If your Xbox Game Pass backlog is already looking cursed, yeah, same. Microsoft’s subscription library now has around 900 games, and that is way too much choice for anyone who just wants to sit down and play something good after work.
For this weekend, three titles stand out from the pack: Hades 2, Absolum, and Starfield. The mix is quite solid too, with two roguelikes if you want that “one more run” addiction, plus a big Bethesda sci-fi RPG that just got a major update.
Hades 2 is the easy first pick
After previously being available on Nintendo Switch, Switch 2, and Windows PC, Hades 2 landed on PlayStation 5 and Xbox Series X this week. That wider console launch means a lot more players can finally jump into one of the most talked-about roguelikes around right now.
This time, you play as Melinoë, sister of Zagreus from the first game. Her mission takes her deep into the Underworld again and again as she fights to save Hades and the rest of her family. The setup is familiar in the best way: repeated runs, brutal enemies, strong build variety, and Greek god boons that can completely change how each attempt feels.
What makes Hades 2 hit so hard is how quickly it hooks you. One run turns into three. Three turns into your whole night gone. If you like action games with tight combat loops and loads of replay value, this is the weekend killer.
For Malaysian and SEA players, this kind of game is especially easy to recommend because it suits short sessions. Whether you’re squeezing in runs after class, after kerja, or between ranked matches in your usual live-service games, Hades 2 fits nicely without demanding a full-day commitment.
Absolum looks classic, but has a roguelike twist
If you miss the feel of old-school arcade side-scrollers, Absolum sounds like a fun one to keep on your radar. On the surface, it looks like a familiar beat-’em-up: move right, smash enemies, survive the boss, repeat.
The difference is that Absolum also mixes in roguelike structure. Each run lets you shape your fighter with new perks, and the game pushes you to replay stages because its levels hide alternate routes and secrets. That gives it more staying power than a standard brawler.
Apparently it is not a perfect genre fusion, but it works better than expected because the level design keeps rewarding repeat attempts. You are not just replaying for the sake of it, you are replaying because there is more to uncover, and because your combat skills improve naturally over time.
That’s a nice fit for players here in SEA too. Beat-’em-ups already have that cybercafe, couch co-op, lepak-gaming energy, and adding roguelike progression gives the format a more modern hook.
Starfield gets a meaningful update
Starfield originally launched back in 2023, but it is back in the conversation this month thanks to a big update aimed at one of the game’s major criticisms. The headline change is simple: you can now fly between planets seamlessly.

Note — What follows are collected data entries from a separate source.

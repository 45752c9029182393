use anyhow::Result;
use sqlx::sqlite::{SqliteConnectOptions, SqlitePool, SqlitePoolOptions};
use std::str::FromStr;
use thiserror::Error;
use tracing::debug;

use crate::config::Config;
use crate::models::{Client, ClientUpdate, NewClient};

const SCHEMA: &str = r#"
CREATE TABLE IF NOT EXISTS clients (
    id          INTEGER PRIMARY KEY AUTOINCREMENT,
    name        TEXT NOT NULL,
    national_id TEXT NOT NULL UNIQUE,
    email       TEXT NOT NULL,
    capital     REAL NOT NULL
)
"#;

/// Errors surfaced by store operations.
#[derive(Debug, Error)]
pub enum StoreError {
    #[error("a client with this national id already exists")]
    Conflict,
    #[error("client not found")]
    NotFound,
    #[error(transparent)]
    Database(#[from] sqlx::Error),
}

/// Database connection pool
#[derive(Clone)]
pub struct Database {
    pool: SqlitePool,
}

impl Database {
    /// Create a new Database instance with a connection pool
    pub async fn new(config: &Config) -> Result<Self> {
        Self::connect(config.database_url()).await
    }

    /// Connect to the given SQLite URL, creating the file if needed.
    pub async fn connect(url: &str) -> Result<Self> {
        let options = SqliteConnectOptions::from_str(url)?.create_if_missing(true);
        let pool = SqlitePoolOptions::new()
            .max_connections(5)
            .connect_with(options)
            .await?;

        Ok(Self { pool })
    }

    /// Open an in-memory database on a single pooled connection. Each
    /// in-memory connection is its own database, so the pool must not grow.
    pub async fn connect_in_memory() -> Result<Self> {
        let pool = SqlitePoolOptions::new()
            .max_connections(1)
            .connect("sqlite::memory:")
            .await?;

        Ok(Self { pool })
    }

    /// Create the clients table if it does not exist yet.
    pub async fn ensure_schema(&self) -> Result<()> {
        sqlx::query(SCHEMA).execute(&self.pool).await?;
        Ok(())
    }

    // Client operations
    pub async fn create_client(&self, new: &NewClient) -> Result<Client, StoreError> {
        let mut tx = self.pool.begin().await?;

        // Reject duplicates before inserting; the UNIQUE index is the backstop.
        let existing =
            sqlx::query_scalar::<_, i64>("SELECT id FROM clients WHERE national_id = ?1")
                .bind(&new.national_id)
                .fetch_optional(&mut *tx)
                .await?;
        if existing.is_some() {
            return Err(StoreError::Conflict);
        }

        let client = sqlx::query_as::<_, Client>(
            "INSERT INTO clients (name, national_id, email, capital) \
             VALUES (?1, ?2, ?3, ?4) \
             RETURNING id, name, national_id, email, capital",
        )
        .bind(&new.name)
        .bind(&new.national_id)
        .bind(&new.email)
        .bind(new.capital)
        .fetch_one(&mut *tx)
        .await
        .map_err(conflict_on_unique_violation)?;

        tx.commit().await?;
        debug!(national_id = %client.national_id, id = client.id, "client persisted");

        Ok(client)
    }

    pub async fn get_client(&self, national_id: &str) -> Result<Option<Client>, StoreError> {
        let client = sqlx::query_as::<_, Client>(
            "SELECT id, name, national_id, email, capital FROM clients WHERE national_id = ?1",
        )
        .bind(national_id)
        .fetch_optional(&self.pool)
        .await?;

        Ok(client)
    }

    /// Merge the supplied fields into an existing record and persist the
    /// result, all inside one transaction.
    pub async fn update_client(
        &self,
        national_id: &str,
        update: &ClientUpdate,
    ) -> Result<Client, StoreError> {
        let mut tx = self.pool.begin().await?;

        let mut client = sqlx::query_as::<_, Client>(
            "SELECT id, name, national_id, email, capital FROM clients WHERE national_id = ?1",
        )
        .bind(national_id)
        .fetch_optional(&mut *tx)
        .await?
        .ok_or(StoreError::NotFound)?;

        update.merge_into(&mut client);

        sqlx::query("UPDATE clients SET name = ?1, email = ?2, capital = ?3 WHERE id = ?4")
            .bind(&client.name)
            .bind(&client.email)
            .bind(client.capital)
            .bind(client.id)
            .execute(&mut *tx)
            .await?;

        tx.commit().await?;

        Ok(client)
    }

    pub async fn delete_client(&self, national_id: &str) -> Result<(), StoreError> {
        let result = sqlx::query("DELETE FROM clients WHERE national_id = ?1")
            .bind(national_id)
            .execute(&self.pool)
            .await?;

        if result.rows_affected() == 0 {
            return Err(StoreError::NotFound);
        }

        Ok(())
    }

    /// Number of stored clients.
    pub async fn count_clients(&self) -> Result<i64, StoreError> {
        let count = sqlx::query_scalar::<_, i64>("SELECT COUNT(*) FROM clients")
            .fetch_one(&self.pool)
            .await?;

        Ok(count)
    }
}

fn conflict_on_unique_violation(err: sqlx::Error) -> StoreError {
    match &err {
        sqlx::Error::Database(db) if db.is_unique_violation() => StoreError::Conflict,
        _ => StoreError::Database(err),
    }
}

/// Initialize the database connection pool and make sure the schema exists.
pub async fn init(config: &Config) -> Result<Database> {
    let db = Database::new(config).await?;
    db.ensure_schema().await?;

    Ok(db)
}
//! Errors surfaced by regions, locks, rings and sessions

use std::io;
use thiserror::Error;

pub type Result<T> = std::result::Result<T, MirrorError>;

#[derive(Debug, Error)]
pub enum MirrorError {
    /// `shm_open(O_CREAT)` failed or the segment could not be registered
    #[error("Cannot create region '{name}': {source}")]
    RegionCreate {
        name: String,
        #[source]
        source: io::Error,
    },

    /// The named region does not exist or cannot be opened
    #[error("Cannot open region '{name}': {source}")]
    RegionOpen {
        name: String,
        #[source]
        source: io::Error,
    },

    #[error("Cannot map region: {0}")]
    Map(#[source] io::Error),

    #[error("Cannot size region: {0}")]
    Resize(#[source] io::Error),

    /// Region names are limited by the platform's shm name length
    #[error("Region name too long: max {max} chars, got {got}")]
    NameTooLong { max: usize, got: usize },

    /// Failed to open or initialize the interprocess lock
    #[error("Failed to open lock '{name}': {source}")]
    LockOpen {
        name: String,
        #[source]
        source: io::Error,
    },

    /// The interprocess lock was not acquired before the deadline
    #[error("Timed out after {timeout_ms}ms waiting for the session lock")]
    LockTimeout { timeout_ms: u32 },

    /// The region was written by an incompatible format version
    #[error("Format version mismatch: expected {expected}, got {got}")]
    VersionMismatch { expected: u32, got: u32 },

    /// Both ends must be built from the same schema
    #[error("Schema hash mismatch")]
    SchemaMismatch,

    /// Existing region was created with different sizes
    #[error("Layout mismatch: expected {expected} bytes, existing region has {got} bytes")]
    LayoutMismatch { expected: usize, got: usize },

    /// Region is too small for what was asked of it
    #[error("Region too small: need {required} bytes, have {got} bytes")]
    RegionTooSmall { required: usize, got: usize },

    /// Ring buffer geometry cannot be used
    #[error("Invalid ring geometry: block size {block_size}, block count {block_count}")]
    InvalidGeometry { block_size: u32, block_count: u32 },

    /// An existing ring was formatted with other block dimensions
    #[error(
        "Ring geometry mismatch: requested {block_size}x{block_count}, \
         existing ring is {existing_block_size}x{existing_block_count}"
    )]
    GeometryMismatch {
        block_size: u32,
        block_count: u32,
        existing_block_size: u32,
        existing_block_count: u32,
    },

    /// A change-log record can never fit in the pool
    #[error("Change-log record of {requested} bytes does not fit a {pool} byte pool")]
    OutOfMemory { requested: usize, pool: usize },

    /// The region was never initialized by its creator
    #[error("Shared region '{0}' is not initialized")]
    Uninitialized(String),
}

That is a pretty major improvement for a game built around the fantasy of space exploration. The main story still sounds like the weaker part of the package, with players chasing mysterious objects rather than anything especially memorable. But for many people, that was never the point. The appeal is the freedom, the wandering, and the ability to just cruise through space and mess around in Bethesda’s sandbox.
And yes, it still comes with that familiar Bethesda flavour, which also means a bit of Bethesda jank. If you can live with that, Starfield may be worth revisiting this weekend, especially if you bounced off it earlier and wanted a better sense of planetary travel.
For Game Pass users in Malaysia, that matters. Big RPGs are expensive to buy blind, so subscription access makes it much easier to test whether a newly updated Starfield finally clicks for you.
The short version
If you want the safest pick, go with Hades 2. If you want something more unusual, try Absolum. If you want a slower sci-fi session and feel like giving Bethesda another shot, Starfield is the one.
Either way, this is one of those weekends where Game Pass saves you from doom-scrolling the library for an hour and then playing nothing.